DIRECTIONS = Find the lines in the records that carry the word "Complete". Copy each one.

INFORMATION GIVEN =
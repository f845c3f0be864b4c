//! Payment gateway boundary.
//!
//! The engine never touches gateway-specific types directly. This module
//! defines the narrow interface it depends on (create a hosted payment
//! session, retrieve its status, cancel a pending charge) plus a mock
//! implementation for development and a scriptable stub for tests. In
//! production, the trait is implemented by an adapter over the real
//! gateway SDK (Stripe Checkout or similar).

use crate::types::{Money, OrderId, OrgId};
use std::collections::HashMap;
use std::future::Future;
use std::pin::Pin;
use std::sync::{Arc, Mutex};
use uuid::Uuid;

/// Payment gateway result.
pub type GatewayResult<T> = Result<T, PaymentGatewayError>;

/// Payment gateway error.
///
/// `Unavailable` is transport-level and retryable; everything else is a
/// definitive gateway answer.
#[derive(Debug, Clone)]
pub enum PaymentGatewayError {
    /// The gateway explicitly declined or failed the payment.
    Declined {
        /// Decline reason
        reason: String,
    },
    /// The gateway rejected the request as malformed or unauthorized.
    Rejected {
        /// Rejection reason
        reason: String,
    },
    /// The gateway could not be reached (network failure or timeout).
    Unavailable {
        /// Transport failure description
        reason: String,
    },
}

impl std::fmt::Display for PaymentGatewayError {
    fn fmt(&self, f: &mut std::fmt::Formatter<'_>) -> std::fmt::Result {
        match self {
            Self::Declined { reason } => write!(f, "Payment declined: {reason}"),
            Self::Rejected { reason } => write!(f, "Request rejected: {reason}"),
            Self::Unavailable { reason } => write!(f, "Gateway unavailable: {reason}"),
        }
    }
}

impl std::error::Error for PaymentGatewayError {}

/// Status of a hosted checkout session as the gateway reports it.
#[derive(Clone, Debug, PartialEq, Eq)]
pub enum SessionStatus {
    /// The session is open and awaiting payment.
    Open,
    /// Payment has been collected.
    Complete,
    /// The session expired before payment (30-minute window).
    Expired,
    /// The session was canceled at the gateway.
    Canceled,
    /// A status this engine does not recognize. Treated as not-yet-paid
    /// (fail closed), never as success.
    Unknown(String),
}

impl SessionStatus {
    /// Parses a gateway-reported status string.
    #[must_use]
    pub fn parse(raw: &str) -> Self {
        match raw {
            "open" => Self::Open,
            "complete" => Self::Complete,
            "expired" => Self::Expired,
            "canceled" => Self::Canceled,
            other => Self::Unknown(other.to_string()),
        }
    }
}

/// Request to open a hosted checkout session.
#[derive(Clone, Debug)]
pub struct CreateSessionRequest {
    /// Amount to collect from the customer, in cents.
    pub amount: Money,
    /// Application-level fee directed to the platform, in cents. The
    /// remainder settles to the connected account.
    pub application_fee: Money,
    /// The seller's connected account reference at the gateway.
    pub connected_account: String,
    /// Order id attached as session metadata for later reconciliation.
    pub order_id: OrderId,
    /// Organization id attached as session metadata.
    pub org_id: OrgId,
    /// Buyer's email, prefilled on the hosted page.
    pub customer_email: String,
}

/// A gateway checkout session as the engine sees it.
#[derive(Clone, Debug)]
pub struct GatewaySession {
    /// Gateway session identifier, stored on the order for correlation.
    pub session_id: String,
    /// URL the buyer's browser is redirected to.
    pub checkout_url: String,
    /// The gateway's charge/intent identifier, once known.
    pub payment_reference: Option<String>,
    /// Current session status.
    pub status: SessionStatus,
}

/// Payment gateway trait.
///
/// Abstraction over hosted-checkout processors. One concrete adapter per
/// gateway; the engine only ever sees these three operations.
pub trait PaymentGateway: Send + Sync {
    /// Open a hosted payment session for an order.
    ///
    /// # Errors
    ///
    /// Returns an error if the gateway rejects the request or cannot be
    /// reached.
    fn create_session(
        &self,
        request: CreateSessionRequest,
    ) -> Pin<Box<dyn Future<Output = GatewayResult<GatewaySession>> + Send>>;

    /// Retrieve a session and its current payment status.
    ///
    /// # Errors
    ///
    /// Returns an error if the session is unknown to the gateway or the
    /// gateway cannot be reached.
    fn retrieve_session(
        &self,
        session_id: &str,
    ) -> Pin<Box<dyn Future<Output = GatewayResult<GatewaySession>> + Send>>;

    /// Best-effort cancel of a pending charge.
    ///
    /// # Errors
    ///
    /// Returns an error if the gateway refuses or cannot be reached. The
    /// caller logs failures and proceeds; the local order record is
    /// authoritative.
    fn cancel_charge(
        &self,
        payment_reference: &str,
    ) -> Pin<Box<dyn Future<Output = GatewayResult<()>> + Send>>;
}

/// Mock payment gateway (always succeeds, for development).
///
/// Sessions are reported `Complete` on retrieval so the full checkout flow
/// can be exercised without a real processor.
#[derive(Clone, Debug, Default)]
pub struct MockPaymentGateway;

impl MockPaymentGateway {
    /// Creates a new mock payment gateway.
    #[must_use]
    pub const fn new() -> Self {
        Self
    }

    /// Creates an Arc-wrapped instance for sharing.
    #[must_use]
    pub fn shared() -> Arc<dyn PaymentGateway> {
        Arc::new(Self::new())
    }
}

impl PaymentGateway for MockPaymentGateway {
    fn create_session(
        &self,
        request: CreateSessionRequest,
    ) -> Pin<Box<dyn Future<Output = GatewayResult<GatewaySession>> + Send>> {
        Box::pin(async move {
            let session_id = format!("mock_cs_{}", Uuid::new_v4().simple());

            tracing::info!(
                order_id = %request.order_id,
                amount = request.amount.cents(),
                application_fee = request.application_fee.cents(),
                session_id = %session_id,
                "Mock checkout session created"
            );

            Ok(GatewaySession {
                checkout_url: format!("https://pay.example.test/c/{session_id}"),
                session_id,
                payment_reference: None,
                status: SessionStatus::Open,
            })
        })
    }

    fn retrieve_session(
        &self,
        session_id: &str,
    ) -> Pin<Box<dyn Future<Output = GatewayResult<GatewaySession>> + Send>> {
        let session_id = session_id.to_string();
        Box::pin(async move {
            Ok(GatewaySession {
                checkout_url: format!("https://pay.example.test/c/{session_id}"),
                payment_reference: Some(format!("mock_pi_{}", Uuid::new_v4().simple())),
                session_id,
                status: SessionStatus::Complete,
            })
        })
    }

    fn cancel_charge(
        &self,
        payment_reference: &str,
    ) -> Pin<Box<dyn Future<Output = GatewayResult<()>> + Send>> {
        let payment_reference = payment_reference.to_string();
        Box::pin(async move {
            tracing::info!(payment_reference = %payment_reference, "Mock charge canceled");
            Ok(())
        })
    }
}

/// Scripted gateway behavior for [`StubGateway`].
#[derive(Clone, Debug)]
pub enum StubBehavior {
    /// Create succeeds; retrieve reports the given status.
    ReportStatus(SessionStatus),
    /// Create succeeds; retrieve reports the charge declined.
    Decline(String),
    /// Session creation is rejected with the given reason.
    FailCreate(String),
    /// Every call fails as unreachable.
    Unreachable,
}

/// Scriptable gateway for tests.
///
/// Remembers created sessions and canceled charges so tests can assert on
/// them; the reported retrieval status can be changed mid-test to simulate
/// the buyer paying.
#[derive(Clone, Debug)]
pub struct StubGateway {
    inner: Arc<Mutex<StubState>>,
}

#[derive(Debug)]
struct StubState {
    behavior: StubBehavior,
    sessions: HashMap<String, OrderId>,
    canceled_charges: Vec<String>,
}

impl StubGateway {
    /// Creates a stub with the given scripted behavior.
    #[must_use]
    pub fn with_behavior(behavior: StubBehavior) -> Self {
        Self {
            inner: Arc::new(Mutex::new(StubState {
                behavior,
                sessions: HashMap::new(),
                canceled_charges: Vec::new(),
            })),
        }
    }

    /// Creates a stub whose sessions report `open` until told otherwise.
    #[must_use]
    pub fn open() -> Self {
        Self::with_behavior(StubBehavior::ReportStatus(SessionStatus::Open))
    }

    /// Replaces the scripted behavior.
    pub fn set_behavior(&self, behavior: StubBehavior) {
        if let Ok(mut state) = self.inner.lock() {
            state.behavior = behavior;
        }
    }

    /// Charge references the engine asked to cancel.
    #[must_use]
    pub fn canceled_charges(&self) -> Vec<String> {
        self.inner
            .lock()
            .map(|state| state.canceled_charges.clone())
            .unwrap_or_default()
    }
}

impl PaymentGateway for StubGateway {
    fn create_session(
        &self,
        request: CreateSessionRequest,
    ) -> Pin<Box<dyn Future<Output = GatewayResult<GatewaySession>> + Send>> {
        let inner = self.inner.clone();
        Box::pin(async move {
            let mut state = inner.lock().map_err(|_| PaymentGatewayError::Unavailable {
                reason: "stub poisoned".to_string(),
            })?;
            match &state.behavior {
                StubBehavior::FailCreate(reason) => Err(PaymentGatewayError::Rejected {
                    reason: reason.clone(),
                }),
                StubBehavior::Unreachable => Err(PaymentGatewayError::Unavailable {
                    reason: "stub unreachable".to_string(),
                }),
                StubBehavior::ReportStatus(_) | StubBehavior::Decline(_) => {
                    // The reference is assigned at creation, the way a real
                    // gateway pins an intent to the session up front.
                    let session_id = format!("stub_cs_{}", Uuid::new_v4().simple());
                    state.sessions.insert(session_id.clone(), request.order_id);
                    Ok(GatewaySession {
                        checkout_url: format!("https://stub.test/c/{session_id}"),
                        payment_reference: Some(format!("stub_pi_{session_id}")),
                        session_id,
                        status: SessionStatus::Open,
                    })
                }
            }
        })
    }

    fn retrieve_session(
        &self,
        session_id: &str,
    ) -> Pin<Box<dyn Future<Output = GatewayResult<GatewaySession>> + Send>> {
        let inner = self.inner.clone();
        let session_id = session_id.to_string();
        Box::pin(async move {
            let state = inner.lock().map_err(|_| PaymentGatewayError::Unavailable {
                reason: "stub poisoned".to_string(),
            })?;
            match &state.behavior {
                StubBehavior::Unreachable => Err(PaymentGatewayError::Unavailable {
                    reason: "stub unreachable".to_string(),
                }),
                StubBehavior::Decline(reason) => Err(PaymentGatewayError::Declined {
                    reason: reason.clone(),
                }),
                StubBehavior::FailCreate(_) | StubBehavior::ReportStatus(_) => {
                    if !state.sessions.contains_key(&session_id) {
                        return Err(PaymentGatewayError::Rejected {
                            reason: format!("no such session {session_id}"),
                        });
                    }
                    let status = match &state.behavior {
                        StubBehavior::ReportStatus(status) => status.clone(),
                        _ => SessionStatus::Open,
                    };
                    let payment_reference = match status {
                        SessionStatus::Open => None,
                        _ => Some(format!("stub_pi_{session_id}")),
                    };
                    Ok(GatewaySession {
                        checkout_url: format!("https://stub.test/c/{session_id}"),
                        session_id,
                        payment_reference,
                        status,
                    })
                }
            }
        })
    }

    fn cancel_charge(
        &self,
        payment_reference: &str,
    ) -> Pin<Box<dyn Future<Output = GatewayResult<()>> + Send>> {
        let inner = self.inner.clone();
        let payment_reference = payment_reference.to_string();
        Box::pin(async move {
            let mut state = inner.lock().map_err(|_| PaymentGatewayError::Unavailable {
                reason: "stub poisoned".to_string(),
            })?;
            if matches!(state.behavior, StubBehavior::Unreachable) {
                return Err(PaymentGatewayError::Unavailable {
                    reason: "stub unreachable".to_string(),
                });
            }
            state.canceled_charges.push(payment_reference);
            Ok(())
        })
    }
}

EXERCISE RESULT =
    Complete,
            "complete" => Self::Complete,
/// Sessions are reported `Complete` on retrieval so the full checkout flow
                status: SessionStatus::Complete,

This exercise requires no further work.